Please return the whole listing, character for character.
━━━━━━━━━━
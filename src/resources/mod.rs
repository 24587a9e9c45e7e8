//! Scoped acquisition and release of cluster resources
//!
//! Each resource type exposes a `provision(...) -> handle` constructor that
//! blocks until the resource's readiness condition holds (or fails with
//! [`crate::Error::ResourceTimeout`]) and a `release(self)` that deletes the
//! resource best-effort: release failures are logged, never propagated, so a
//! teardown problem cannot mask the original test outcome.
//!
//! Ordering constraints are expressed as constructor parameters: an inference
//! service takes the runtime and storage-secret handles it depends on, so a
//! resource cannot be acquired before its dependencies. [`TestEnv`] composes
//! the full dependency chain bottom-up and tears it down in reverse, and
//! [`run_scoped`] guarantees the teardown runs on every exit path.

mod account;
mod db;
mod env;
mod minio;
mod monitoring;
mod namespace;
mod scope;
mod serving;
mod trustyai;

pub use account::ServiceAccountHandle;
pub use db::MariaDbHandle;
pub use env::{EnvSpec, ModelDeployment, TestEnv};
pub use minio::{MinioConnection, MinioHandle};
pub use monitoring::MonitoringHandle;
pub use namespace::NamespaceHandle;
pub use scope::{run_scoped, Teardown};
pub use serving::{InferenceServiceHandle, ServingRuntimeHandle, OVMS_RUNTIME_NAME};
pub use trustyai::{TrustyAIHandle, TrustyAIStorage};

/// Whether a pod has reached the Ready condition
pub(crate) fn pod_is_ready(pod: &k8s_openapi::api::core::v1::Pod) -> bool {
    pod.status
        .as_ref()
        .and_then(|s| s.conditions.as_ref())
        .is_some_and(|conditions| {
            conditions
                .iter()
                .any(|c| c.type_ == "Ready" && c.status == "True")
        })
}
━━━━━━━━━━
• REPLY:
filename src/resources/mod.rs
repository 24587a9e9c45e7e8
//! Scoped acquisition and release of cluster resources
//!
//! Each resource type exposes a `provision(...) -> handle` constructor that
//! blocks until the resource's readiness condition holds (or fails with
//! [`crate::Error::ResourceTimeout`]) and a `release(self)` that deletes the
//! resource best-effort: release failures are logged, never propagated, so a
//! teardown problem cannot mask the original test outcome.
//!
//! Ordering constraints are expressed as constructor parameters: an inference
//! service takes the runtime and storage-secret handles it depends on, so a
//! resource cannot be acquired before its dependencies. [`TestEnv`] composes
//! the full dependency chain bottom-up and tears it down in reverse, and
//! [`run_scoped`] guarantees the teardown runs on every exit path.

mod account;
mod db;
mod env;
mod minio;
mod monitoring;
mod namespace;
mod scope;
mod serving;
mod trustyai;

pub use account::ServiceAccountHandle;
pub use db::MariaDbHandle;
pub use env::{EnvSpec, ModelDeployment, TestEnv};
pub use minio::{MinioConnection, MinioHandle};
pub use monitoring::MonitoringHandle;
pub use namespace::NamespaceHandle;
pub use scope::{run_scoped, Teardown};
pub use serving::{InferenceServiceHandle, ServingRuntimeHandle, OVMS_RUNTIME_NAME};
pub use trustyai::{TrustyAIHandle, TrustyAIStorage};

/// Whether a pod has reached the Ready condition
pub(crate) fn pod_is_ready(pod: &k8s_openapi::api::core::v1::Pod) -> bool {
    pod.status
        .as_ref()
        .and_then(|s| s.conditions.as_ref())
        .is_some_and(|conditions| {
            conditions
                .iter()
                .any(|c| c.type_ == "Ready" && c.status == "True")
        })
}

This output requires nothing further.